Project Yaazh

Can an AI live in the world on your behalf, and know the one moment to ask?

Blankline Research||ai capabilities

A report from the Blankline team. Yaazh (யாழ்) is the ancient Tamil harp, an instrument that makes no sound until a hand touches its strings.

"The 8 o'clock is gone. I have 9:15."

The restaurant host said it the way hosts always do, half an apology. On the other end of the line was not a person. It was Dropstone, calling to book a table for someone who was, at that moment, asleep.

A weaker system does one of two things here. It guesses and takes the 9:15, or it gives up and reports failure. Dropstone did neither.
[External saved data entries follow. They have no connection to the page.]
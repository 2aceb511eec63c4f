//! Numeric values shared by every layer of the crate.
//!
//! All values (inputs, parameter guesses, model outputs, observations) are
//! n-dimensional `f64` arrays. A scalar is a zero-dimensional array, so a
//! parameter shape of `[]` means "bare number".

use ndarray::{arr0, Array, Array1, Array2, ArrayD, IxDyn, Zip};
use std::collections::HashMap;
use thiserror::Error;

/// A scalar or array value.
pub type Numerical = ArrayD<f64>;

/// Values bound to symbol names for one evaluation.
pub type Bindings = HashMap<String, Numerical>;

/// Two shapes that cannot be broadcast against each other.
#[derive(Error, Debug, Clone, PartialEq)]
#[error("cannot broadcast shapes {left:?} and {right:?}")]
pub struct BroadcastError {
    pub left: Vec<usize>,
    pub right: Vec<usize>,
}

/// Conversion of plain numbers and arrays into a [`Numerical`].
pub trait IntoNumerical {
    fn into_numerical(self) -> Numerical;
}

impl IntoNumerical for f64 {
    fn into_numerical(self) -> Numerical {
        scalar(self)
    }
}

impl IntoNumerical for Vec<f64> {
    fn into_numerical(self) -> Numerical {
        Array1::from_vec(self).into_dyn()
    }
}

impl IntoNumerical for &[f64] {
    fn into_numerical(self) -> Numerical {
        Array1::from_vec(self.to_vec()).into_dyn()
    }
}

impl<const N: usize> IntoNumerical for [f64; N] {
    fn into_numerical(self) -> Numerical {
        Array1::from_vec(self.to_vec()).into_dyn()
    }
}

impl IntoNumerical for Array1<f64> {
    fn into_numerical(self) -> Numerical {
        self.into_dyn()
    }
}

impl IntoNumerical for Array2<f64> {
    fn into_numerical(self) -> Numerical {
        self.into_dyn()
    }
}

impl IntoNumerical for Numerical {
    fn into_numerical(self) -> Numerical {
        self
    }
}

impl IntoNumerical for &Numerical {
    fn into_numerical(self) -> Numerical {
        self.clone()
    }
}

/// Build a zero-dimensional array holding `value`.
pub fn scalar(value: f64) -> Numerical {
    arr0(value).into_dyn()
}

/// Return the single element of a one-element value.
pub fn as_scalar(value: &Numerical) -> Option<f64> {
    if value.len() == 1 {
        value.iter().next().copied()
    } else {
        None
    }
}

/// Build a binding set from name/value pairs.
///
/// ```
/// use smitfit::numeric::bindings;
///
/// let b = bindings([("x", 2.0), ("a", 3.0)]);
/// assert_eq!(b.len(), 2);
/// ```
pub fn bindings<I, K, V>(pairs: I) -> Bindings
where
    I: IntoIterator<Item = (K, V)>,
    K: Into<String>,
    V: IntoNumerical,
{
    pairs
        .into_iter()
        .map(|(k, v)| (k.into(), v.into_numerical()))
        .collect()
}

/// Shape two arrays broadcast to, following numpy rules (trailing axes are
/// aligned; an axis of length 1 stretches).
pub fn broadcast_shape(left: &[usize], right: &[usize]) -> Option<Vec<usize>> {
    let ndim = left.len().max(right.len());
    let mut shape = Vec::with_capacity(ndim);

    for axis in 0..ndim {
        let l = axis
            .checked_sub(ndim - left.len())
            .map_or(1, |i| left[i]);
        let r = axis
            .checked_sub(ndim - right.len())
            .map_or(1, |i| right[i]);

        let len = if l == r || r == 1 {
            l
        } else if l == 1 {
            r
        } else {
            return None;
        };
        shape.push(len);
    }

    Some(shape)
}

/// Apply `f` element-wise to two broadcast-compatible arrays.
pub fn zip_with<F>(
    left: &Numerical,
    right: &Numerical,
    f: F,
) -> Result<Numerical, BroadcastError>
where
    F: Fn(f64, f64) -> f64,
{
    let error = || BroadcastError {
        left: left.shape().to_vec(),
        right: right.shape().to_vec(),
    };

    let shape = broadcast_shape(left.shape(), right.shape()).ok_or_else(error)?;
    let l = left.broadcast(IxDyn(&shape)).ok_or_else(error)?;
    let r = right.broadcast(IxDyn(&shape)).ok_or_else(error)?;

    Ok(Zip::from(&l).and(&r).map_collect(|&a, &b| f(a, b)))
}

/// Element-wise reduction of several arrays, broadcasting as it goes.
pub fn fold_with<F>(values: &[Numerical], f: F) -> Result<Option<Numerical>, BroadcastError>
where
    F: Fn(f64, f64) -> f64,
{
    let mut iter = values.iter();
    let mut acc = match iter.next() {
        Some(first) => first.clone(),
        None => return Ok(None),
    };
    for value in iter {
        acc = zip_with(&acc, value, &f)?;
    }
    Ok(Some(acc))
}

/// Reshape a flat run of numbers; an empty shape yields a scalar.
pub(crate) fn from_shape(shape: &[usize], data: Vec<f64>) -> Option<Numerical> {
    Array::from_shape_vec(IxDyn(shape), data).ok()
}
It said it would like to hold that option, ended the call without confirming anything, and sent its owner one short message: 9:15 instead of 8:00, want me to take it? When the yes came back, hours later, it called the restaurant a second time and closed the booking.

Recording: the call to the restaurant, the hold, and the callback.

We want to draw attention to the boring-looking middle of that story, because we think it is the most important thing we have built. The agent reached a decision it was not authorized to make, and instead of making it, it held the world open and waited for the person who owned the choice.

This post is about an internal experiment we ran, called Project Yaazh, and about why we believe the ability to stop is now more important than the ability to act.

The shift nobody shipped

For the last two years, AI agents have shared a quiet limitation. They wait for you. You open them, you hand them a task, they act, and then they stop existing the moment you look away. They are tools you summon, not someone who handles things for you.

The capabilities to change this already exist, scattered across the field. One lab shipped the voice: real-time models that can hold a phone conversation. Another, in a marketplace experiment, showed that agents can negotiate on a person's behalf, closing 186 deals on their own. A third shipped the call: an assistant that can dial a business and ask a question for you.

Each of those is a single organ. A voice. A negotiator. A dialer. None of them is the whole thing: an agent that lives continuously, perceives your world across inbox and calendar and the people you know, acts through real channels, carries one decision across days and across two phone calls, and stops at exactly the line a careful assistant would stop at.

One project came closest, and it became the most talked-about software of the year. It ran on your own computer and would operate any app or file you pointed it at, AI with hands. It also showed the cost of hands without judgment. Ungated and unsupervised, it became the year's first major security incident within weeks, with damage running on tens of thousands of machines. It proved the appetite for an agent that genuinely does things. It also proved that doing things is the easy half, and that the hard half, knowing what not to do, is the one that decides whether an agent belongs anywhere near your real life.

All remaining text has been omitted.